How about if I say: "I'll tell you tomorrow how long it will take." or "Within 3 days I'll tell you how long it will take." - can that be represented by a generalized form of a number? Yes, it can: ordinal numbers. First example: today I say $\omega$. That means tomorrow I will have to give you a finite number (let's call it $n$) because only finite numbers are smaller than $\omega$. Therefore you'll know tomorrow that it will be ready within $n$ days Second example: today I say $\omega+2$. (No, it's not $\omega+3$.)
We can go further: within 7 days I will tell you when I will know how long it will take ($\omega\cdot2+6$) or even tomorrow I'll know when I'll know when I'll know when I'll know when it's ready ($\omega\cdot4$). If we call the last one taking 4 stages, then imagine this: tomorrow I'll tell you how many stages it will take. That's $\omega^\omega$.
So ordinal numbers can express information about unknown waiting time that is definitely finite. Can everyone see why it is so? Or why the following is true? Start the sequence with any ordinal number and follow each number by a smaller one; it will eventually come to zero (in finite steps).
A: You might find something useful in this post by Tim Gowers: http://www.dpmms.cam.ac.uk/~wtg10/ordinals.html. Especially his first example, with (countable) ordinals introduced as a convenient notation for indexing an increasing sequence of bounded increasing sequences (and so on in many levels perhaps), was quite illuminating for me.
That is, if $a_n \nearrow a$, and $a < b_n \nearrow b$,  and $b < c_n \nearrow c$, etc., we will have the notational problem of running out of letters after a while. But we can instead write $a_{\omega}$ instead of $a$, and $a_{\omega+n}$ instead of $b_n$, and $a_{2\omega}$ instead of $b$, and $a_{2\omega+n}$ instead of $c_n$, etc., and thus index all the numbers using a single symbol $a$ with ordinals attached as subscripts.

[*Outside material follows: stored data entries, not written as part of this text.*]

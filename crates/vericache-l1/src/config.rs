//! Configuration for [`crate::store::L1Store`].

use crate::eviction::EvictionPolicy;

/// Configuration for an [`crate::store::L1Store`].
#[derive(Debug, Clone)]
pub struct L1Config {
    /// Total byte capacity across all stored entries.
    pub capacity_bytes: usize,
    /// Eviction policy used when space must be freed.
    pub eviction_policy: EvictionPolicy,
    /// A name used in emitted events, e.g. `"verdicts"`.
    pub store_name: String,
}

impl Default for L1Config {
    fn default() -> Self {
        Self {
            capacity_bytes: 64 * 1024 * 1024,
            eviction_policy: EvictionPolicy::Hybrid,
            store_name: "l1".to_string(),
        }
    }
}

/// Builder for [`L1Config`].
#[derive(Debug, Default)]
pub struct L1ConfigBuilder {
    config: L1Config,
}

impl L1ConfigBuilder {
    /// Creates a new builder seeded with defaults.
    pub fn new() -> Self {
        Self {
            config: L1Config::default(),
        }
    }

    /// Sets the total byte capacity.
    pub fn capacity_bytes(mut self, capacity_bytes: usize) -> Self {
        self.config.capacity_bytes = capacity_bytes;
        self
    }

    /// Sets the eviction policy.
    pub fn eviction_policy(mut self, policy: EvictionPolicy) -> Self {
        self.config.eviction_policy = policy;
        self
    }

    /// Sets the store's name.
    pub fn store_name(mut self, name: impl Into<String>) -> Self {
        self.config.store_name = name.into();
        self
    }

    /// Builds the configuration.
    pub fn build(self) -> L1Config {
        self.config
    }
}
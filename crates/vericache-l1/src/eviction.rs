//! Eviction policies and the HYBRID scoring function.

use crate::entry::CacheEntry;

/// Which eviction policy [`crate::store::L1Store`] uses when it needs to
/// free space.
#[derive(Debug, Clone, Copy, PartialEq, Eq, Default)]
pub enum EvictionPolicy {
    /// Evict the least-recently-used entry.
    Lru,
    /// Evict the least-frequently-used entry.
    Lfu,
    /// Evict the entry closest to expiry (or without a TTL, treated as
    /// farthest from expiry and evicted last).
    Ttl,
    /// Weighted blend of recency, frequency, and priority. The default.
    #[default]
    Hybrid,
}

/// Computes an entry's eviction score under the given policy. Lower scores
/// are evicted first.
///
/// HYBRID: `0.4 * recency + 0.4 * frequency + 0.2 * priority`, where
/// `recency = 1 / (now - last_access_at + 1)`,
/// `frequency = min(access_count / 100, 1)`, and
/// `priority = priority / 10`.
pub fn score(entry: &CacheEntry, policy: EvictionPolicy, now: u64) -> f64 {
    match policy {
        EvictionPolicy::Lru => recency_component(entry, now),
        EvictionPolicy::Lfu => frequency_component(entry),
        EvictionPolicy::Ttl => match entry.expires_at {
            Some(expires_at) => -(expires_at as f64),
            None => f64::INFINITY,
        },
        EvictionPolicy::Hybrid => {
            0.4 * recency_component(entry, now)
                + 0.4 * frequency_component(entry)
                + 0.2 * priority_component(entry)
        }
    }
}

fn recency_component(entry: &CacheEntry, now: u64) -> f64 {
    let age = now.saturating_sub(entry.last_access_at);
    1.0 / (age as f64 + 1.0)
}

fn frequency_component(entry: &CacheEntry) -> f64 {
    (entry.access_count as f64 / 100.0).min(1.0)
}

fn priority_component(entry: &CacheEntry) -> f64 {
    entry.priority as f64 / 10.0
}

Even countably many sequences will not be a problem, since then we just denote the limit of the sequence $(a_{n\omega})_{n=1}^{\infty}$ by $a_{\omega^2}$. And so on...
A: Some accessible applications transfinite induction could be the following (depending on what the audience already knows):


*

*Defining the addition, multiplication (or even exponentiation) of ordinal numbers by  transfinite recursion and then showing some of their basic properties. (Probably most of the claims for addition and multiplication can be proved easier in a non-inductive way.)

*$a.a=a$ holds for every cardinal $a\ge\aleph_0$. E.g. Cieselski: Set theory for the working mathematician, Theorem 5.2.4, p.69. Using the result that any two cardinals are comparable, this implies $a.b=a+b=\max\{a,b\}$. See e.g. here

*The proof that Axiom of Choice implies Zorn's lemma. (This implication is undestood as a theorem in ZF - in all other bullets we work in ZFC.)

*Proof of Steinitz theorem - every field has an algebraically closed extension. E.g. Antoine Chambert-Loir: A field guide to algebra, Theorem 2.3.3, proof is given on p.39-p.40.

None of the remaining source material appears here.